■ Work instruction ■
Please return the lines of the data below, word for word, from the first line through the line containing "if window_len <".

>>>

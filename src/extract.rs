//! Gene extraction engine.
//!
//! Slices one gene out of a species' aligned sequence and normalises it:
//! - `?` (ambiguous) becomes `X`
//! - gaps at either edge of the window become `X`
//! - internal gaps are kept
//!
//! The result always has the gene's length. Columns missing because the
//! sequence is shorter than the range are filled with `X` on the left,
//! like leading gaps.

use log::debug;

use crate::model::{ExtractedGene, GeneRange, SpeciesSequence};

/// Unknown marker used for ambiguous and edge-gapped positions.
pub const UNKNOWN: char = 'X';
/// Ambiguous base in the input alignment.
pub const AMBIGUOUS: char = '?';
/// Alignment gap.
pub const GAP: char = '-';

fn push_unknown(seq: &mut String, count: usize) {
    seq.extend(std::iter::repeat(UNKNOWN).take(count));
}

/// Extracts and cleans the subsequence of `gene` from `species`.
///
/// Never fails: a window running past the end of the sequence yields a
/// shorter slice, which the padding steps bring back to the gene length.
pub fn extract_gene(species: &SpeciesSequence, gene: &GeneRange) -> ExtractedGene {
    let gene_len = gene.len();

    // 1-based inclusive [start, end] -> 0-based [start - 1, end)
    let window: String = species
        .sequence
        .chars()
        .skip(gene.start.saturating_sub(1))
        .take(gene_len)
        .map(|c| if c == AMBIGUOUS { UNKNOWN } else { c })
        .collect();

    let window_len = window.chars().count();
    if window_len < gene_len {
        debug!(
            "gene {} runs past the end of {} ({} of {} columns present)",
            gene.name, species.name, window_len, gene_len
        );
    }

    // Leading gaps and any clipped columns, padded on the left
    let body = window.trim_start_matches(GAP);
    let mut cleaned = String::with_capacity(gene_len);
    push_unknown(&mut cleaned, gene_len - body.chars().count());
    cleaned.push_str(body);

    // Trailing gaps, padded on the right
    let kept = cleaned.trim_end_matches(GAP).len();
    cleaned.truncate(kept);
    let missing = gene_len - cleaned.chars().count();
    push_unknown(&mut cleaned, missing);

    debug!("{} / {}: cleaned seq = {}", gene.name, species.name, cleaned);
    ExtractedGene::new(species.name.clone(), cleaned)
}

/// A gene is unusable only when every position is unknown.
pub fn is_valid_gene(gene: &ExtractedGene) -> bool {
    if gene.sequence.starts_with(UNKNOWN) {
        if gene.sequence.chars().all(|c| c == UNKNOWN) {
            debug!(
                "gene {} is INVALID - no valid letters in seq: {}",
                gene.name, gene.sequence
            );
            return false;
        }
        debug!(
            "gene {} starts with invalid letter in seq: {}",
            gene.name, gene.sequence
        );
    }
    true
}

#[cfg(test)]
mod tests {
    use super::*;

    fn extract(sequence: &str, start: usize, end: usize) -> String {
        let species = SpeciesSequence::new("sp", sequence);
        extract_gene(&species, &GeneRange::new("g", start, end)).sequence
    }

    #[test]
    fn test_plain_slice() {
        assert_eq!(extract("ACGTACGT", 1, 4), "ACGT");
        assert_eq!(extract("ACGTACGT", 3, 6), "GTAC");
        assert_eq!(extract("ACGTACGT", 8, 8), "T");
    }

    #[test]
    fn test_trailing_gap_becomes_unknown() {
        // Window [2,5] of "-XCG-" is "XCG-"
        assert_eq!(extract("-XCG-", 2, 5), "XCGX");
    }

    #[test]
    fn test_edge_gaps_only() {
        assert_eq!(extract("--A-C--", 1, 7), "XXA-CXX");
    }

    #[test]
    fn test_question_marks() {
        assert_eq!(extract("A?C?", 1, 4), "AXCX");
        assert_eq!(extract("????", 1, 4), "XXXX");
    }

    #[test]
    fn test_question_mark_shields_gap() {
        // '?' is replaced before gaps are stripped, so the gap behind it
        // is no longer at the edge
        assert_eq!(extract("?-A-?", 1, 5), "X-A-X");
    }

    #[test]
    fn test_all_gaps() {
        assert_eq!(extract("ACGT-----ACGT", 5, 9), "XXXXX");
    }

    #[test]
    fn test_range_past_end() {
        // Clipped columns count as missing on the left
        assert_eq!(extract("ACG", 2, 6), "XXXCG");
        assert_eq!(extract("AC-", 2, 5), "XXCX");
    }

    #[test]
    fn test_range_beyond_sequence() {
        assert_eq!(extract("ACGT", 10, 12), "XXX");
        assert_eq!(extract("", 1, 3), "XXX");
    }

    #[test]
    fn test_length_always_matches_range() {
        let sequences = ["", "A", "----", "??--AC", "AC-GT?-", "ACGTACGTACGT"];
        for seq in sequences {
            for start in 1..=8 {
                for end in start..=10 {
                    let out = extract(seq, start, end);
                    assert_eq!(
                        out.chars().count(),
                        end - start + 1,
                        "{} [{}, {}]",
                        seq,
                        start,
                        end
                    );
                }
            }
        }
    }

    #[test]
    fn test_extraction_is_idempotent() {
        let cases = [("--A?-C--", 1, 8), ("AC-GT", 2, 7), ("??--", 1, 4)];
        for (seq, start, end) in cases {
            let once = extract(seq, start, end);
            let twice = extract(&once, 1, once.chars().count());
            assert_eq!(once, twice);
            assert!(!once.contains(AMBIGUOUS));
        }
    }

    #[test]
    fn test_species_name_carried() {
        let species = SpeciesSequence::new("Danio_rerio", "ACGT");
        let gene = extract_gene(&species, &GeneRange::new("G1", 1, 2));
        assert_eq!(gene.name, "Danio_rerio");
    }

    #[test]
    fn test_validity() {
        assert!(is_valid_gene(&ExtractedGene::new("a", "ACGT")));
        assert!(is_valid_gene(&ExtractedGene::new("a", "XXXA")));
        assert!(is_valid_gene(&ExtractedGene::new("a", "AXXX")));
        assert!(is_valid_gene(&ExtractedGene::new("a", "X-XX")));
        assert!(!is_valid_gene(&ExtractedGene::new("a", "X")));
        assert!(!is_valid_gene(&ExtractedGene::new("a", "XXXX")));
    }

    #[test]
    fn test_gapped_and_ambiguous_windows_invalid() {
        let species = SpeciesSequence::new("sp", "AC------????GT");
        let gaps = extract_gene(&species, &GeneRange::new("g1", 3, 8));
        let unknown = extract_gene(&species, &GeneRange::new("g2", 9, 12));
        assert!(!is_valid_gene(&gaps));
        assert!(!is_valid_gene(&unknown));

        let mixed = extract_gene(&species, &GeneRange::new("g3", 7, 13));
        assert_eq!(mixed.sequence, "XXXXXXG");
        assert!(is_valid_gene(&mixed));
    }
}
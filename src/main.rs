//! fasta2genes - Split concatenated alignments into per-gene files
//!
//! ## Usage
//!
//! ```bash
//! fasta2genes -i genes.idx alignment.fasta [alignment2.fasta ...]
//! fasta2genes -d -i genes.idx alignment.fasta   # print, write nothing
//! ```
//!
//! The index lists one gene per line:
//!
//! ```text
//! charset EOG808PJJ = 1 - 120 ;
//! ```
//!
//! Every gene gets a `<gene>.fasta` file (appended to, never truncated)
//! holding the species whose subsequence is not entirely unknown.

// Use jemalloc for better memory management (returns memory to OS)
#[cfg(not(windows))]
#[global_allocator]
static GLOBAL: tikv_jemallocator::Jemalloc = tikv_jemallocator::Jemalloc;

use std::path::PathBuf;

use anyhow::Result;
use clap::Parser;
use log::{debug, LevelFilter};

use fasta2genes::formats::read_gene_ranges;
use fasta2genes::output::{process_alignment_file, RunConfig};

/// fasta2genes - Extract genes from concatenated multi-species alignments
///
/// Reads the gene coordinates from the index file, then for each
/// alignment file appends every species' valid gene subsequence to
/// <gene>.fasta.
#[derive(Parser, Debug)]
#[command(author, version, about, long_about = None)]
struct Args {
    /// Alignment files (single-line FASTA)
    #[arg(required = true)]
    files: Vec<PathBuf>,

    /// Gene index file ('charset NAME = START - END ;' lines)
    #[arg(short = 'i', long = "index")]
    index: PathBuf,

    /// Debug mode: print gene groups instead of writing files, with verbose tracing
    #[arg(short = 'd', long = "debug")]
    debug: bool,

    /// Verbose tracing while still writing gene files
    #[arg(short = 'v', long = "verbose")]
    verbose: bool,

    /// Directory where gene files are appended
    #[arg(short = 'o', long = "output-dir", default_value = ".")]
    output_dir: PathBuf,
}

impl Args {
    fn run_config(&self) -> RunConfig {
        let base = if self.debug {
            RunConfig::debug()
        } else {
            RunConfig {
                verbose: self.verbose,
                ..RunConfig::default()
            }
        };
        RunConfig {
            output_dir: self.output_dir.clone(),
            ..base
        }
    }
}

fn init_logging(config: &RunConfig) {
    env_logger::Builder::new()
        .filter_level(if config.verbose {
            LevelFilter::Debug
        } else {
            LevelFilter::Warn
        })
        .parse_default_env()
        .init();
}

fn main() -> Result<()> {
    let args = Args::parse();
    let config = args.run_config();
    init_logging(&config);

    debug!("processing gene details in index file: {}", args.index.display());
    let genes = read_gene_ranges(&args.index)?;
    debug!("read {} genes from {}", genes.len(), args.index.display());

    for file in &args.files {
        process_alignment_file(file, &genes, &config)?;
        debug!("done processing fasta file: {}", file.display());
    }

    Ok(())
}
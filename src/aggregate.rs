//! Regroups per-species extractions by gene.

use log::debug;

use crate::extract::{extract_gene, is_valid_gene};
use crate::model::{GeneGroups, GeneRange, SpeciesSequence};

/// Extracts every gene from every species and keeps the valid results,
/// grouped by gene name.
///
/// Species are processed one at a time, all genes each, so every group
/// lists species in file order. Every gene in `genes` gets a group,
/// even when no species has a valid extraction for it.
pub fn aggregate(species_list: &[SpeciesSequence], genes: &[GeneRange]) -> GeneGroups {
    let mut groups = GeneGroups::new();
    for gene in genes {
        groups.register(&gene.name);
    }

    for species in species_list {
        debug!("processing species: {}", species.name);
        for gene in genes {
            let extracted = extract_gene(species, gene);
            if is_valid_gene(&extracted) {
                debug!("adding {} to gene {}", species.name, gene.name);
                groups.push(&gene.name, extracted);
            }
        }
        debug!("done processing species: {}", species.name);
    }

    groups
}
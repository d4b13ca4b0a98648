//! Gene index parser.
//!
//! The index lists one gene per line as a NEXUS-style `charset`
//! statement over the concatenated alignment:
//!
//! ```text
//! charset EOG808PJJ = 1 - 120 ;
//! charset EOG808PJK = 121 - 348 ;
//! ```
//!
//! Tokens are separated by arbitrary whitespace. Coordinates are
//! 1-based and inclusive. The first malformed line aborts parsing.

use std::io::BufRead;

use log::debug;
use thiserror::Error;

use crate::model::GeneRange;

/// Number of whitespace-separated tokens on a charset line.
const CHARSET_TOKENS: usize = 7;

/// Errors that can occur during index parsing.
#[derive(Error, Debug)]
pub enum CharsetError {
    #[error("Failed to read index: {0}")]
    IoError(#[from] std::io::Error),

    #[error("Line {line}: expected 7 tokens ('charset NAME = START - END ;'), found {found}")]
    TokenCount { line: usize, found: usize },

    #[error("Line {line}: expected '{expected}', found '{found}'")]
    UnexpectedToken {
        line: usize,
        expected: &'static str,
        found: String,
    },

    #[error("Line {line}: invalid coordinate '{value}'")]
    InvalidCoordinate { line: usize, value: String },

    #[error("Line {line}: coordinates are 1-based, got start 0")]
    ZeroStart { line: usize },

    #[error("Line {line}: end {end} is before start {start}")]
    EndBeforeStart { line: usize, start: usize, end: usize },
}

/// Result type for index parsing.
pub type CharsetResult<T> = Result<T, CharsetError>;

/// Parses a single charset line. `line_number` is only used for errors.
pub fn parse_charset_line(line: &str, line_number: usize) -> CharsetResult<GeneRange> {
    let tokens: Vec<&str> = line.split_whitespace().collect();
    if tokens.len() != CHARSET_TOKENS {
        return Err(CharsetError::TokenCount {
            line: line_number,
            found: tokens.len(),
        });
    }

    expect_token(tokens[0], "charset", line_number, true)?;
    expect_token(tokens[2], "=", line_number, false)?;
    expect_token(tokens[4], "-", line_number, false)?;
    expect_token(tokens[6], ";", line_number, false)?;

    let start = parse_coordinate(tokens[3], line_number)?;
    let end = parse_coordinate(tokens[5], line_number)?;

    if start == 0 {
        return Err(CharsetError::ZeroStart { line: line_number });
    }
    if end < start {
        return Err(CharsetError::EndBeforeStart {
            line: line_number,
            start,
            end,
        });
    }

    Ok(GeneRange::new(tokens[1], start, end))
}

fn expect_token(
    found: &str,
    expected: &'static str,
    line_number: usize,
    ignore_case: bool,
) -> CharsetResult<()> {
    let matches = if ignore_case {
        found.eq_ignore_ascii_case(expected)
    } else {
        found == expected
    };
    if matches {
        Ok(())
    } else {
        Err(CharsetError::UnexpectedToken {
            line: line_number,
            expected,
            found: found.to_string(),
        })
    }
}

fn parse_coordinate(token: &str, line_number: usize) -> CharsetResult<usize> {
    token.parse::<usize>().map_err(|_| CharsetError::InvalidCoordinate {
        line: line_number,
        value: token.to_string(),
    })
}

/// Parses an index from a reader, returning gene ranges in file order.
///
/// Blank lines are skipped.
pub fn parse_charsets<R: BufRead>(reader: R) -> CharsetResult<Vec<GeneRange>> {
    let mut genes = Vec::new();

    for (idx, line_result) in reader.lines().enumerate() {
        let line = line_result?;
        if line.trim().is_empty() {
            continue;
        }

        let gene = parse_charset_line(&line, idx + 1)?;
        debug!(
            "added gene {}: {} ({}-{})",
            genes.len() + 1,
            gene.name,
            gene.start,
            gene.end
        );
        genes.push(gene);
    }

    Ok(genes)
}

/// Parses an index from a string.
pub fn parse_charsets_str(content: &str) -> CharsetResult<Vec<GeneRange>> {
    parse_charsets(content.as_bytes())
}

#[cfg(test)]
mod tests {
    use super::*;

    #[test]
    fn test_parse_simple_index() {
        let content = "charset G1 = 1 - 120 ;\ncharset G2 = 121 - 348 ;\n";
        let genes = parse_charsets_str(content).unwrap();

        assert_eq!(genes.len(), 2);
        assert_eq!(genes[0], GeneRange::new("G1", 1, 120));
        assert_eq!(genes[1], GeneRange::new("G2", 121, 348));
    }

    #[test]
    fn test_parse_flexible_whitespace() {
        let content = "  charset\tEOG808PJJ   =  2 -\t5  ;  \n";
        let genes = parse_charsets_str(content).unwrap();
        assert_eq!(genes, vec![GeneRange::new("EOG808PJJ", 2, 5)]);
    }

    #[test]
    fn test_blank_lines_skipped() {
        let content = "\ncharset G1 = 1 - 4 ;\n\n   \ncharset G2 = 5 - 8 ;\n";
        let genes = parse_charsets_str(content).unwrap();
        assert_eq!(genes.len(), 2);
    }

    #[test]
    fn test_wrong_token_count() {
        let result = parse_charsets_str("charset G1 = 1 - 4;\n");
        assert!(matches!(
            result,
            Err(CharsetError::TokenCount { line: 1, found: 6 })
        ));
    }

    #[test]
    fn test_non_numeric_coordinate() {
        let content = "charset G1 = 1 - 4 ;\ncharset G2 = five - 8 ;\n";
        let result = parse_charsets_str(content);
        assert!(matches!(
            result,
            Err(CharsetError::InvalidCoordinate { line: 2, .. })
        ));
    }

    #[test]
    fn test_unexpected_literal() {
        let result = parse_charsets_str("charset G1 : 1 - 4 ;\n");
        assert!(matches!(
            result,
            Err(CharsetError::UnexpectedToken { expected: "=", .. })
        ));
    }

    #[test]
    fn test_keyword_case_insensitive() {
        let genes = parse_charsets_str("CHARSET G1 = 1 - 4 ;\n").unwrap();
        assert_eq!(genes[0].name, "G1");
    }

    #[test]
    fn test_zero_start_rejected() {
        let result = parse_charsets_str("charset G1 = 0 - 4 ;\n");
        assert!(matches!(result, Err(CharsetError::ZeroStart { line: 1 })));
    }

    #[test]
    fn test_end_before_start_rejected() {
        let result = parse_charsets_str("charset G1 = 9 - 4 ;\n");
        assert!(matches!(
            result,
            Err(CharsetError::EndBeforeStart { start: 9, end: 4, .. })
        ));
    }

    #[test]
    fn test_empty_index() {
        assert!(parse_charsets_str("").unwrap().is_empty());
    }
}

<<<

■ Your response ■
filename src/extract.rs
//! Gene extraction engine.
//!
//! Slices one gene out of a species' aligned sequence and normalises it:
//! - `?` (ambiguous) becomes `X`
//! - gaps at either edge of the window become `X`
//! - internal gaps are kept
//!
//! The result always has the gene's length. Columns missing because the
//! sequence is shorter than the range are filled with `X` on the left,
//! like leading gaps.

use log::debug;

use crate::model::{ExtractedGene, GeneRange, SpeciesSequence};

/// Unknown marker used for ambiguous and edge-gapped positions.
pub const UNKNOWN: char = 'X';
/// Ambiguous base in the input alignment.
pub const AMBIGUOUS: char = '?';
/// Alignment gap.
pub const GAP: char = '-';

fn push_unknown(seq: &mut String, count: usize) {
    seq.extend(std::iter::repeat(UNKNOWN).take(count));
}

/// Extracts and cleans the subsequence of `gene` from `species`.
///
/// Never fails: a window running past the end of the sequence yields a
/// shorter slice, which the padding steps bring back to the gene length.
pub fn extract_gene(species: &SpeciesSequence, gene: &GeneRange) -> ExtractedGene {
    let gene_len = gene.len();

    // 1-based inclusive [start, end] -> 0-based [start - 1, end)
    let window: String = species
        .sequence
        .chars()
        .skip(gene.start.saturating_sub(1))
        .take(gene_len)
        .map(|c| if c == AMBIGUOUS { UNKNOWN } else { c })
        .collect();

    let window_len = window.chars().count();
    if window_len < gene_len {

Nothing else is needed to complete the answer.